The time required to reboot a polycom is measured on a calendar, which can be infuriating when your support team is working remotely with a non-savvy customer.
Their web interface is notoriously riddled with security holes (customers do, against our advice place their polycoms bare to the internet and are always surprised when the sip credentials are harvested)
The provisioning settings for them are ONLY configurable from the device dialpad, meaning remote configuration is nightmarish. If you have ever listened to a support engineer try to talk someone non-technical through typing out a provisioning URL on that device dialpad you know that it is most certainly one of Dantes levels of hell.
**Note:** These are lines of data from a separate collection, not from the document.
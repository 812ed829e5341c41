//! WAL Reader
//!
//! Handles reading entries from the WAL file.

use std::fs::File;
use std::io::{BufReader, Read};
use std::path::Path;

use crate::error::{EngineError, EngineResult};

use super::{WalEntry, HEADER_SIZE};

/// Reads entries from the WAL file
pub struct WalReader {
    reader: BufReader<File>,
    /// Offset just past the last entry returned
    position: u64,
    /// File length at open time
    len: u64,
}

impl WalReader {
    /// Open a WAL file for reading
    pub fn open(path: &Path) -> EngineResult<Self> {
        let file = File::open(path)?;
        let len = file.metadata()?.len();
        Ok(Self {
            reader: BufReader::new(file),
            position: 0,
            len,
        })
    }

    /// Read the next entry from the WAL
    ///
    /// Returns:
    /// - `Ok(Some(entry))`: an intact entry
    /// - `Ok(None)`: clean end of log
    /// - `Err(PartialWrite)`: torn header or payload at the tail
    /// - `Err(Corruption)`: checksum mismatch
    pub fn next_entry(&mut self) -> EngineResult<Option<WalEntry>> {
        let remaining = self.len - self.position;
        if remaining == 0 {
            return Ok(None);
        }
        if remaining < HEADER_SIZE as u64 {
            return Err(EngineError::PartialWrite(format!(
                "partial header at offset {} ({} bytes)",
                self.position, remaining
            )));
        }

        let mut header = [0u8; HEADER_SIZE];
        self.reader.read_exact(&mut header)?;
        let lsn = u64::from_le_bytes([
            header[0], header[1], header[2], header[3], header[4], header[5], header[6], header[7],
        ]);
        let crc = u32::from_le_bytes([header[8], header[9], header[10], header[11]]);
        let payload_len = u32::from_le_bytes([header[12], header[13], header[14], header[15]]) as u64;

        if remaining - (HEADER_SIZE as u64) < payload_len {
            return Err(EngineError::PartialWrite(format!(
                "partial payload at offset {}: expected {} bytes",
                self.position, payload_len
            )));
        }

        let mut payload = vec![0u8; payload_len as usize];
        self.reader.read_exact(&mut payload)?;

        let entry = WalEntry::decode(lsn, crc, &payload)?;
        self.position += HEADER_SIZE as u64 + payload_len;
        Ok(Some(entry))
    }

    /// Offset just past the last intact entry read so far
    pub fn position(&self) -> u64 {
        self.position
    }

    /// Iterate over all valid entries
    pub fn entries(self) -> WalIterator {
        WalIterator {
            reader: self,
            done: false,
        }
    }
}

/// Iterator over WAL entries; yields the first error and then stops
pub struct WalIterator {
    reader: WalReader,
    done: bool,
}

impl Iterator for WalIterator {
    type Item = EngineResult<WalEntry>;

    fn next(&mut self) -> Option<Self::Item> {
        if self.done {
            return None;
        }
        match self.reader.next_entry() {
            Ok(Some(entry)) => Some(Ok(entry)),
            Ok(None) => {
                self.done = true;
                None
            }
            Err(e) => {
                self.done = true;
                Some(Err(e))
            }
        }
    }
}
I will sacrifice some speakerphone functionality to not place my support engineers in that kind of purgatory, especially compared to devices with reasonably decent management like the Cisco devices. Now if only they could get on board with a solution like Innomedia's DMS product which provides out of band management that punches through NAT, THEN you would have a slam-dunk.
-Ryan
From a support perspective On 08/17/2012 11:26 AM, Scott Berkman wrote:
If you care about speakerphone quality and clarity, you should be using Polycom as they destroy everyone else, especially on the models that support HD voice and therefore have the big speaker baffle and better microphones. This is pretty clear when you see that all of Cisco's conference models are just rebranded Polycom's with SCCP firmwares. I'm a big Polycom fan in general, but the Cisco 7940/60 is a close second (just wish it supported more features like subscribe on the 3rd party SIP images). The Cisco's do have some problems with the speakerphone (and handset) at high volume, such as sound still coming out the handset when it shouldn't and clipping.
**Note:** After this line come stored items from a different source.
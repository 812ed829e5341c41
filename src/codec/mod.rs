//! Engine key encodings for multivalued logical databases
//!
//! A multivalued database stores each `(key, value)` pair as one engine
//! key, so that the engine's ordering gives "by key, then by value". The
//! codecs here build those engine keys, the synthetic bounds used to scan
//! them, and take them apart again.
//!
//! | Codec | Key | Value | Engine key |
//! |---|---|---|---|
//! | [`FkfvCodec`] | 16 bytes | 16 bytes | `key ++ value` |
//! | [`VkvvCodec`] | any | any | `len(key) u32 BE ++ flag ++ key ++ value` |

mod fkfv;
mod vkvv;

pub use fkfv::{FkfvCodec, HANDLE_SIZE};
pub use vkvv::{parse, EdgeFlag, ParsedKey, VkvvCodec, VKVV_HEADER_SIZE};

use crate::error::Result;

/// Encoding of `(key, value)` pairs into engine keys.
///
/// Bounds returned by `first_key`/`last_key` and `global_first`/`global_last`
/// are used as *inclusive* scan limits: every stored pair for `key` lies in
/// `[first_key(key), last_key(key)]` and every stored pair lies in
/// `[global_first(), global_last()]`.
pub trait KeyCodec: Clone + Send + Sync + 'static {
    /// Name used in diagnostics
    const NAME: &'static str;

    fn encode(&self, key: &[u8], value: &[u8]) -> Result<Vec<u8>>;

    fn first_key(&self, key: &[u8]) -> Result<Vec<u8>>;

    fn last_key(&self, key: &[u8]) -> Result<Vec<u8>>;

    fn global_first(&self) -> Vec<u8>;

    fn global_last(&self) -> Vec<u8>;

    /// Logical key of an encoded pair
    fn extract_key<'a>(&self, engine_key: &'a [u8]) -> Result<&'a [u8]>;

    /// Logical value of an encoded pair
    fn extract_value<'a>(&self, engine_key: &'a [u8]) -> Result<&'a [u8]>;
}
It's been a long while since I touched a Grandstream, but I like using the feel and weight of the handset as an indicator of build quality, and the older Grandstreams failed that test miserably.
-Scott
-----Original Message----- From: voiceops-bounces at voiceops.org [mailto:voiceops-bounces at voiceops.org] On Behalf Of Alex Balashov Sent: Friday, August 17, 2012 1:06 PM To: voiceops at voiceops.org Subject: Re: [VoiceOps] Grandstream VoIP phones
It's been a while, but my issue with Grandstream has always been:
1) SIP interoperability & stack problems.
2) Low-end speaker phone hardware, thus bad echo cancellation and duplex handling.
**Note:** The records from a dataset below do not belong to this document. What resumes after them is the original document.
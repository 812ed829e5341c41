//! WAL Entry definitions
//!
//! Defines the structure of individual WAL log entries and their framing.

use std::time::{SystemTime, UNIX_EPOCH};

use serde::{Deserialize, Serialize};

use crate::error::{EngineError, EngineResult};

/// Frame header: LSN (8) + CRC (4) + payload length (4)
pub const HEADER_SIZE: usize = 16;

/// A single entry in the WAL
#[derive(Debug, Clone, PartialEq)]
pub struct WalEntry {
    /// Log Sequence Number - monotonically increasing
    pub lsn: u64,

    /// The logged change
    pub record: Record,

    /// Timestamp (unix millis) when entry was created
    pub timestamp: u64,
}

/// Changes that can be logged
#[derive(Debug, Clone, PartialEq, Serialize, Deserialize)]
pub enum Record {
    /// A namespace came into existence
    CreateNamespace { id: u32, name: String },

    /// A namespace and all of its records were dropped
    DropNamespace { id: u32 },

    /// A transaction committed at sequence number `seq`
    Commit { seq: u64, writes: Vec<WriteOp> },
}

/// One key written by a committed transaction
#[derive(Debug, Clone, PartialEq, Serialize, Deserialize)]
pub struct WriteOp {
    /// Namespace id from the matching `CreateNamespace`
    pub namespace: u32,

    pub key: Vec<u8>,

    /// `None` is a delete
    pub value: Option<Vec<u8>>,
}

impl WalEntry {
    /// Create an entry stamped with the current wall clock time
    pub fn new(lsn: u64, record: Record) -> Self {
        let timestamp = SystemTime::now()
            .duration_since(UNIX_EPOCH)
            .map(|d| d.as_millis() as u64)
            .unwrap_or(0);
        Self {
            lsn,
            record,
            timestamp,
        }
    }

    /// Serialize into a complete frame (header + payload)
    pub fn encode(&self) -> EngineResult<Vec<u8>> {
        let payload = bincode::serialize(&(self.timestamp, &self.record))?;
        let crc = crc32fast::hash(&payload);

        let mut frame = Vec::with_capacity(HEADER_SIZE + payload.len());
        frame.extend_from_slice(&self.lsn.to_le_bytes());
        frame.extend_from_slice(&crc.to_le_bytes());
        frame.extend_from_slice(&(payload.len() as u32).to_le_bytes());
        frame.extend_from_slice(&payload);
        Ok(frame)
    }

    /// Rebuild an entry from a header's LSN and CRC and its payload bytes
    pub fn decode(lsn: u64, crc: u32, payload: &[u8]) -> EngineResult<Self> {
        let actual = crc32fast::hash(payload);
        if actual != crc {
            return Err(EngineError::Corruption(format!(
                "CRC mismatch at LSN {}: expected {:08x}, got {:08x}",
                lsn, crc, actual
            )));
        }

        let (timestamp, record): (u64, Record) = bincode::deserialize(payload)?;
        Ok(Self {
            lsn,
            record,
            timestamp,
        })
    }
}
I mainly judge phone hardware by the quality of its speakerphone, since I'm a very heavy user, so it may be a personal bias. However, by that metric, the Cisco 79xx's and Polycoms win, and Grandstreams, Snoms and Aastras lose.
On 08/16/2012 08:07 PM, Carlos Alvarez wrote:
Who else on the list is using them, particularly in a hosted environment? We've just decided to transition to them as our primary recommendation instead of the Cisco SPA series. We did it because of the value and feature set, like having an inexpensive phone with a small BLF, which a lot of customers asked for. I'm wondering if others have tips they've learned along the way, or any advice they want to offer. Also anyone using the advanced features like the browser for anything useful?
For those who haven't tried them, or who like us, didn't like their older models, take another look. We have been surprised at the value they give us. The prices are low, but the functionality and quality are high. They aren't Polycom 600s to be sure, but they are nice phones that have a huge set of features for a great price. Customers are liking them a lot.
Has anyone used the new DECT phone? We currently use the Panasonic DECT phones but they are a nightmare to configure.
If anyone wants to get in touch with them, our Grandstream contact is Dennis Ryan, dryan at grandstream.com <mailto:dryan at grandstream.com> .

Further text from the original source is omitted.